(Data extracts begins)
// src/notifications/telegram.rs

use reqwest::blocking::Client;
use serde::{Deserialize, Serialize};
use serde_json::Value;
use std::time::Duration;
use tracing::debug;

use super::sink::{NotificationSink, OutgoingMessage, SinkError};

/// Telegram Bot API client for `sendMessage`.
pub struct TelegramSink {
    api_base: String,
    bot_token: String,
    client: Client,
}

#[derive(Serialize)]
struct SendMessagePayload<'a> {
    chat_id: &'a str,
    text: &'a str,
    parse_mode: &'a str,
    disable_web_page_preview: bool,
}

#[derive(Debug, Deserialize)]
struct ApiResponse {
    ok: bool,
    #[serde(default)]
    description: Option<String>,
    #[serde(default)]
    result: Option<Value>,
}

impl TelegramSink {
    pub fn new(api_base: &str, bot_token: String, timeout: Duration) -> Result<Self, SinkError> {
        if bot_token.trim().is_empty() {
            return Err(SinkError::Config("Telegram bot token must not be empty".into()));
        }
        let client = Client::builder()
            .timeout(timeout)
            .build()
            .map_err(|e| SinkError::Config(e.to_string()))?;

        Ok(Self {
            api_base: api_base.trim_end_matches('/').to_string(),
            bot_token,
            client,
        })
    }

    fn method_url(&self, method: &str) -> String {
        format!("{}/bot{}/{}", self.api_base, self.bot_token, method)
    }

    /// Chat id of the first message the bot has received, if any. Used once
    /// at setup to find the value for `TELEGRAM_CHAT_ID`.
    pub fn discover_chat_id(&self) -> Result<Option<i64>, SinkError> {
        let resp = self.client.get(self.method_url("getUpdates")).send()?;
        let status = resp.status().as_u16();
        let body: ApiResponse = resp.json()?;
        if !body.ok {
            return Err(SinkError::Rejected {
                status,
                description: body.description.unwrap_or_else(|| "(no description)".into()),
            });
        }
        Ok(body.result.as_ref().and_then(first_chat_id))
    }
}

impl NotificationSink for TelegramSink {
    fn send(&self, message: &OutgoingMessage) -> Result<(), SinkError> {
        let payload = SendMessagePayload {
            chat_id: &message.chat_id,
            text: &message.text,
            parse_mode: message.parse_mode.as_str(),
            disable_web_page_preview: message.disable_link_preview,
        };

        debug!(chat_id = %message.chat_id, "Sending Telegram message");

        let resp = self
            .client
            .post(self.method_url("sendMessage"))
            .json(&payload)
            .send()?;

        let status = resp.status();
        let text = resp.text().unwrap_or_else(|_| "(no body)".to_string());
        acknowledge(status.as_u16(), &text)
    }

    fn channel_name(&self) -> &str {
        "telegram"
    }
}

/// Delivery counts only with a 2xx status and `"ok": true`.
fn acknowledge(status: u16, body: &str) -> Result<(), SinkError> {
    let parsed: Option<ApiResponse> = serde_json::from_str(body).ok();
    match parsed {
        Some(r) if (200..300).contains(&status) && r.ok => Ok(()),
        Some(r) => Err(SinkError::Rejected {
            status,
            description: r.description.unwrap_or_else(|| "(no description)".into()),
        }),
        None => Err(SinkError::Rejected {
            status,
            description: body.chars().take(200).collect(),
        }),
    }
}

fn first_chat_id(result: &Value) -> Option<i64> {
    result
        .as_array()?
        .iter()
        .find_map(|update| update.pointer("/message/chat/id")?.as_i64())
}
(Data extracts ends)
Task statement: The expected response is the full set of records, reproduced exactly.

Reply to the exercise:
// src/notifications/telegram.rs

use reqwest::blocking::Client;
use serde::{Deserialize, Serialize};
use serde_json::Value;
use std::time::Duration;
use tracing::debug;

use super::sink::{NotificationSink, OutgoingMessage, SinkError};

/// Telegram Bot API client for `sendMessage`.
pub struct TelegramSink {
    api_base: String,
    bot_token: String,
    client: Client,
}

#[derive(Serialize)]
struct SendMessagePayload<'a> {
    chat_id: &'a str,
    text: &'a str,
    parse_mode: &'a str,
    disable_web_page_preview: bool,
}

#[derive(Debug, Deserialize)]
struct ApiResponse {
    ok: bool,
    #[serde(default)]
    description: Option<String>,
    #[serde(default)]
    result: Option<Value>,
}

impl TelegramSink {
    pub fn new(api_base: &str, bot_token: String, timeout: Duration) -> Result<Self, SinkError> {
        if bot_token.trim().is_empty() {
            return Err(SinkError::Config("Telegram bot token must not be empty".into()));
        }
        let client = Client::builder()
            .timeout(timeout)
            .build()
            .map_err(|e| SinkError::Config(e.to_string()))?;

        Ok(Self {
            api_base: api_base.trim_end_matches('/').to_string(),
            bot_token,
            client,
        })
    }

    fn method_url(&self, method: &str) -> String {
        format!("{}/bot{}/{}", self.api_base, self.bot_token, method)
    }

    /// Chat id of the first message the bot has received, if any. Used once
    /// at setup to find the value for `TELEGRAM_CHAT_ID`.
    pub fn discover_chat_id(&self) -> Result<Option<i64>, SinkError> {
        let resp = self.client.get(self.method_url("getUpdates")).send()?;
        let status = resp.status().as_u16();
        let body: ApiResponse = resp.json()?;
        if !body.ok {
            return Err(SinkError::Rejected {
                status,
                description: body.description.unwrap_or_else(|| "(no description)".into()),
            });
        }
        Ok(body.result.as_ref().and_then(first_chat_id))
    }
}

impl NotificationSink for TelegramSink {
    fn send(&self, message: &OutgoingMessage) -> Result<(), SinkError> {
        let payload = SendMessagePayload {
            chat_id: &message.chat_id,
            text: &message.text,
            parse_mode: message.parse_mode.as_str(),
            disable_web_page_preview: message.disable_link_preview,
        };

        debug!(chat_id = %message.chat_id, "Sending Telegram message");

        let resp = self
            .client
            .post(self.method_url("sendMessage"))
            .json(&payload)
            .send()?;

        let status = resp.status();
        let text = resp.text().unwrap_or_else(|_| "(no body)".to_string());
        acknowledge(status.as_u16(), &text)
    }

    fn channel_name(&self) -> &str {
        "telegram"
    }
}

/// Delivery counts only with a 2xx status and `"ok": true`.
fn acknowledge(status: u16, body: &str) -> Result<(), SinkError> {
    let parsed: Option<ApiResponse> = serde_json::from_str(body).ok();
    match parsed {
        Some(r) if (200..300).contains(&status) && r.ok => Ok(()),
        Some(r) => Err(SinkError::Rejected {
            status,
            description: r.description.unwrap_or_else(|| "(no description)".into()),
        }),
        None => Err(SinkError::Rejected {
            status,
            description: body.chars().take(200).collect(),
        }),
    }
}

fn first_chat_id(result: &Value) -> Option<i64> {
    result
        .as_array()?
        .iter()
        .find_map(|update| update.pointer("/message/chat/id")?.as_i64())
}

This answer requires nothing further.